## What needs to be done
Of all the entries below, retype only the lines from the one with "submitted for generation" through the one with "let bundle = &generated.bundle;", exactly as they appear.

## Exercise data
——————

// Error types for content generation

use thiserror::Error;

/// Why a remote generation attempt was abandoned.
///
/// Never returned from `Orchestrator::generate`; every variant downgrades to
/// the fallback bundle and is only logged.
#[derive(Error, Debug)]
pub enum GenerationError {
    #[error("No credential supplied")]
    MissingCredential,

    #[error("Transport failure: {0}")]
    TransportFailure(String),

    #[error("Malformed response: {0}")]
    MalformedResponse(String),
}

impl From<reqwest::Error> for GenerationError {
    fn from(err: reqwest::Error) -> Self {
        GenerationError::TransportFailure(err.to_string())
    }
}

impl From<serde_json::Error> for GenerationError {
    fn from(err: serde_json::Error) -> Self {
        GenerationError::MalformedResponse(err.to_string())
    }
}

/// A profile that cannot be submitted for generation
#[derive(Error, Debug)]
pub enum ProfileError {
    #[error("Missing required field: {0}")]
    MissingField(&'static str),
}

#[derive(Error, Debug)]
pub enum ConfigError {
    #[error("IO error: {0}")]
    Io(#[from] std::io::Error),

    #[error("JSON error: {0}")]
    Json(#[from] serde_json::Error),

    #[error("Unknown marketing role: {0}")]
    UnknownRole(String),
}

#[derive(Error, Debug)]
pub enum OrchestratorError {
    #[error("Failed to create HTTP client: {0}")]
    HttpClient(#[from] reqwest::Error),
}
// Markdown rendering of a content bundle as display panels

use crate::orchestration::{ArtistProfile, ContentBundle, GeneratedContent};
use termimad::{MadSkin, crossterm::style::Color};

/// Render the whole bundle: branding, social media, press and insights panels
pub fn render_markdown(profile: &ArtistProfile, generated: &GeneratedContent) -> String {
    let bundle = &generated.bundle;
    let mut out = format!(
        "# {}\n\n*{} for {} - {} content, {}*\n\n",
        profile.name.trim(),
        profile.genre.trim(),
        profile.target_audience.trim(),
        generated.source.as_str(),
        generated.generated_at.format("%Y-%m-%d %H:%M UTC"),
    );

    out.push_str(&branding_panel(bundle));
    out.push_str(&social_panel(bundle));
    out.push_str(&press_panel(bundle));
    out.push_str(&insights_panel(bundle));
    out
}

/// One markdown list item per entry, using the given marker
fn list(items: &[String], marker: impl Fn(usize) -> String) -> String {
    items
        .iter()
        .enumerate()
        .map(|(i, item)| format!("{} {}\n", marker(i), item))
        .collect()
}

fn bullets(items: &[String]) -> String {
    list(items, |_| "-".to_string())
}

fn branding_panel(bundle: &ContentBundle) -> String {
    let branding = &bundle.branding;
    format!(
        "## Branding\n\n### Logo & Visual Identity\n\n{}\n\n\
         ### Brand Identity Guidelines\n\n{}\n**Visual style:** {}\n\n",
        branding.logo_description,
        bullets(&branding.brand_identity),
        branding.visual_style,
    )
}

fn social_panel(bundle: &ContentBundle) -> String {
    let posts: String = bundle
        .social_media
        .posts
        .iter()
        .map(|post| {
            format!(
                "**{}** ({})\n\n> {}\n\n",
                post.platform,
                post.kind,
                post.caption.replace('\n', "\n> ")
            )
        })
        .collect();

    format!("## Social Media Content\n\n{}", posts)
}

fn press_panel(bundle: &ContentBundle) -> String {
    format!(
        "## Press\n\n### Press Release\n\n{}\n\n### Artist Biography\n\n{}\n\n",
        bundle.press.press_release, bundle.press.artist_bio,
    )
}

fn insights_panel(bundle: &ContentBundle) -> String {
    let insights = &bundle.insights;
    let platforms: String = insights
        .platforms
        .iter()
        .map(|platform| format!("|{}|{}|\n", platform.name, platform.score))
        .collect();

    format!(
        "## Insights\n\n### Top Geographic Markets\n\n{}\n\
         ### Platform Recommendations\n\n|Platform|Score|\n|-|-:|\n{}\n\
         ### Target Playlists\n\n{}\n\
         ### Influencer Categories\n\n{}",
        list(&insights.top_locations, |i| format!("{}.", i + 1)),
        platforms,
        bullets(&insights.playlists),
        bullets(&insights.influencers),
    )
}

pub fn create_markdown_skin() -> MadSkin {
    let mut skin = MadSkin::default();

    // Headers
    skin.headers[0].set_fg(Color::Cyan);
    skin.headers[1].set_fg(Color::Blue);
    skin.headers[2].set_fg(Color::Green);

    skin.bold.set_fg(Color::White);
    skin.italic.set_fg(Color::Magenta);
    skin.quote_mark.set_fg(Color::Yellow);

    skin
}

——————

## Exercise answer
/// A profile that cannot be submitted for generation
#[derive(Error, Debug)]
pub enum ProfileError {
    #[error("Missing required field: {0}")]
    MissingField(&'static str),
}

#[derive(Error, Debug)]
pub enum ConfigError {
    #[error("IO error: {0}")]
    Io(#[from] std::io::Error),

    #[error("JSON error: {0}")]
    Json(#[from] serde_json::Error),

    #[error("Unknown marketing role: {0}")]
    UnknownRole(String),
}

#[derive(Error, Debug)]
pub enum OrchestratorError {
    #[error("Failed to create HTTP client: {0}")]
    HttpClient(#[from] reqwest::Error),
}
// Markdown rendering of a content bundle as display panels

use crate::orchestration::{ArtistProfile, ContentBundle, GeneratedContent};
use termimad::{MadSkin, crossterm::style::Color};

/// Render the whole bundle: branding, social media, press and insights panels
pub fn render_markdown(profile: &ArtistProfile, generated: &GeneratedContent) -> String {
    let bundle = &generated.bundle;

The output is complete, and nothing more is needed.